**Source material**:
###
//! 流水线相关的数据类型定义

use crate::cancel::CancelToken;
use crate::config::{DEFAULT_STREAM_CAPACITY, PipelineConfig};
use crate::record::{ParseMode, Record, SourceHandle};
use serde::{Deserialize, Serialize};
use std::fmt;
use std::path::PathBuf;
use std::str::FromStr;
use std::time::Duration;

/// 流水线种类
#[derive(Debug, Clone, Copy, Default, PartialEq, Eq, Serialize, Deserialize)]
#[serde(rename_all = "snake_case")]
pub enum PipelineKind {
    /// 按发现顺序逐个文件处理
    #[default]
    Sequential,
    /// 每个文件/记录一个工作任务，阶段之间有汇合屏障
    FanOut,
    /// 发现 → 解析 → 写入三阶段，通过通道连接
    Streaming,
}

impl PipelineKind {
    pub fn all() -> [PipelineKind; 3] {
        [Self::Sequential, Self::FanOut, Self::Streaming]
    }
}

impl FromStr for PipelineKind {
    type Err = String;

    fn from_str(s: &str) -> Result<Self, Self::Err> {
        match s.to_ascii_lowercase().replace('-', "_").as_str() {
            "sequential" => Ok(Self::Sequential),
            "fan_out" => Ok(Self::FanOut),
            "streaming" => Ok(Self::Streaming),
            other => Err(format!("未知的流水线: {other}")),
        }
    }
}

impl fmt::Display for PipelineKind {
    fn fmt(&self, f: &mut fmt::Formatter<'_>) -> fmt::Result {
        match self {
            Self::Sequential => f.write_str("sequential"),
            Self::FanOut => f.write_str("fan_out"),
            Self::Streaming => f.write_str("streaming"),
        }
    }
}

/// 构造流水线时的选项
#[derive(Debug, Clone)]
pub struct PipelineOptions {
    /// 字段解析模式
    pub parse_mode: ParseMode,
    /// 流式流水线解析 → 写入的缓冲容量
    pub stream_capacity: usize,
    /// 取消上下文
    pub cancel: CancelToken,
}

impl Default for PipelineOptions {
    fn default() -> Self {
        Self {
            parse_mode: ParseMode::Lenient,
            stream_capacity: DEFAULT_STREAM_CAPACITY,
            cancel: CancelToken::new(),
        }
    }
}

impl PipelineOptions {
    pub fn from_config(config: &PipelineConfig) -> Self {
        Self {
            parse_mode: config.parse_mode,
            stream_capacity: config.stream_capacity,
            ..Default::default()
        }
    }

    pub fn with_cancel(mut self, cancel: CancelToken) -> Self {
        self.cancel = cancel;
        self
    }

    pub fn with_parse_mode(mut self, parse_mode: ParseMode) -> Self {
        self.parse_mode = parse_mode;
        self
    }

    pub fn with_stream_capacity(mut self, capacity: usize) -> Self {
        self.stream_capacity = capacity;
        self
    }
}

/// 失败发生的阶段
#[derive(Debug, Clone, Copy, PartialEq, Eq, Serialize, Deserialize)]
#[serde(rename_all = "snake_case")]
pub enum FailureStage {
    Open,
    Parse,
    Write,
}

/// 单个工作单元的失败记录
#[derive(Debug, Clone, PartialEq, Eq, Serialize, Deserialize)]
pub struct FileFailure {
    /// 失败阶段
    pub stage: FailureStage,
    /// 相关文件（写入失败时为空）
    pub path: Option<PathBuf>,
    /// 失败原因
    pub reason: String,
}

impl FileFailure {
    pub fn new(stage: FailureStage, path: Option<PathBuf>, reason: impl Into<String>) -> Self {
        Self {
            stage,
            path,
            reason: reason.into(),
        }
    }
}

/// 工作单元的结果，由汇总方收集
#[derive(Debug)]
pub enum WorkerOutcome<T> {
    Completed(T),
    Failed(FileFailure),
}

/// 流式流水线各阶段之间传递的单元
#[derive(Debug)]
pub struct StreamUnit {
    /// 来源文件句柄，单元被消费后关闭
    pub handle: SourceHandle,
    /// 已解析的记录，阶段 A 发出时为空
    pub records: Vec<Record>,
}

impl StreamUnit {
    pub fn opened(handle: SourceHandle) -> Self {
        Self {
            handle,
            records: Vec::new(),
        }
    }

    pub fn with_records(self, records: Vec<Record>) -> Self {
        Self { records, ..self }
    }
}

/// 一次流水线运行的结果
#[derive(Debug, Clone, Serialize, Deserialize)]
pub struct RunReport {
    /// 流水线种类
    pub pipeline: PipelineKind,
    /// 发现的文件数
    pub discovered_files: usize,
    /// 成功解析的文件数
    pub parsed_files: usize,
    /// 解析出的记录数
    pub records_parsed: usize,
    /// 最终输出中的记录数
    pub records_written: usize,
    /// 所有非致命失败
    pub failures: Vec<FileFailure>,
    /// 是否因取消提前结束
    pub cancelled: bool,
    /// 有界缓冲中观察到的最大单元数（仅流式流水线）
    pub peak_in_flight: Option<usize>,
    /// 发送时缓冲已满的次数（仅流式流水线）
    pub backpressure_waits: Option<usize>,
    /// 输出端累计输出行数（含重写）
    pub emitted_rows: usize,
    /// 总耗时
    pub duration: Duration,
}

impl RunReport {
    pub fn new(pipeline: PipelineKind) -> Self {
        Self {
            pipeline,
            discovered_files: 0,
            parsed_files: 0,
            records_parsed: 0,
            records_written: 0,
            failures: Vec::new(),
            cancelled: false,
            peak_in_flight: None,
            backpressure_waits: None,
            emitted_rows: 0,
            duration: Duration::ZERO,
        }
    }

    /// 某阶段的失败数
    pub fn failures_in(&self, stage: FailureStage) -> usize {
        self.failures.iter().filter(|f| f.stage == stage).count()
    }

    /// 是否没有任何失败
    pub fn is_clean(&self) -> bool {
        self.failures.is_empty() && !self.cancelled
    }
}

impl fmt::Display for RunReport {
    fn fmt(&self, f: &mut fmt::Formatter<'_>) -> fmt::Result {
        write!(
            f,
            "[{}] 文件: {}/{}, 记录: 解析 {} 写入 {}, 失败: 打开 {} 解析 {} 写入 {}, 耗时: {:.3}s",
            self.pipeline,
            self.parsed_files,
            self.discovered_files,
            self.records_parsed,
            self.records_written,
            self.failures_in(FailureStage::Open),
            self.failures_in(FailureStage::Parse),
            self.failures_in(FailureStage::Write),
            self.duration.as_secs_f64()
        )?;
        if let Some(peak) = self.peak_in_flight {
            write!(f, ", 缓冲峰值: {peak}")?;
        }
        if self.cancelled {
            write!(f, " (已取消)")?;
        }
        Ok(())
    }
}
//! 有界交接通道
//!
//! 在 `crossbeam_channel::bounded` 之上记录缓冲深度峰值和“发送时已满”的次数，
//! 用于观察背压是否生效。

use crossbeam_channel::{Receiver, Sender};
use std::sync::Arc;
use std::sync::atomic::{AtomicUsize, Ordering};

/// 创建容量为 `capacity` 的有界交接通道
pub fn bounded<T>(capacity: usize) -> (HandoffSender<T>, Receiver<T>, HandoffGauge) {
    let (tx, rx) = crossbeam_channel::bounded(capacity);
    let gauge = HandoffGauge {
        peak: Arc::new(AtomicUsize::new(0)),
        full_sends: Arc::new(AtomicUsize::new(0)),
    };
    let sender = HandoffSender {
        tx,
        gauge: gauge.clone(),
    };
    (sender, rx, gauge)
}

/// 交接通道的发送端，缓冲满时阻塞
pub struct HandoffSender<T> {
    tx: Sender<T>,
    gauge: HandoffGauge,
}

impl<T> HandoffSender<T> {
    /// 发送一个单元，接收端已关闭时原样返回
    pub fn send(&self, item: T) -> Result<(), T> {
        if self.tx.is_full() {
            self.gauge.full_sends.fetch_add(1, Ordering::Relaxed);
        }
        self.tx.send(item).map_err(|e| e.into_inner())?;
        self.gauge.peak.fetch_max(self.tx.len(), Ordering::Relaxed);
        Ok(())
    }
}

/// 交接通道的观测值，可在发送端关闭后读取
#[derive(Debug, Clone)]
pub struct HandoffGauge {
    peak: Arc<AtomicUsize>,
    full_sends: Arc<AtomicUsize>,
}

impl HandoffGauge {
    /// 观察到的最大缓冲深度
    pub fn peak(&self) -> usize {
        self.peak.load(Ordering::Relaxed)
    }

    /// 发送时缓冲已满（需要等待）的次数
    pub fn full_sends(&self) -> usize {
        self.full_sends.load(Ordering::Relaxed)
    }
}

#[cfg(test)]
mod tests {
    use super::*;
    use std::thread;
    use std::time::Duration;

    #[test]
    fn test_peak_never_exceeds_capacity() {
        let (tx, rx, gauge) = bounded::<usize>(3);
        let producer = thread::spawn(move || {
            for i in 0..20 {
                tx.send(i).unwrap();
            }
        });

        thread::sleep(Duration::from_millis(50));
        let received: Vec<_> = rx.iter().collect();
        producer.join().unwrap();

        assert_eq!(received, (0..20).collect::<Vec<_>>());
        assert!(gauge.peak() <= 3);
        assert_eq!(gauge.peak(), 3);
        assert!(gauge.full_sends() > 0);
    }

    #[test]
    fn test_send_after_receiver_dropped() {
        let (tx, rx, _gauge) = bounded::<u8>(1);
        drop(rx);
        assert_eq!(tx.send(7), Err(7));
    }
}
###
**Requirement**:
Each line that contains "HandoffGauge" is to be copied from the listing above.

**Solution for this problem**:
pub fn bounded<T>(capacity: usize) -> (HandoffSender<T>, Receiver<T>, HandoffGauge) {
    let gauge = HandoffGauge {
    gauge: HandoffGauge,
pub struct HandoffGauge {
impl HandoffGauge {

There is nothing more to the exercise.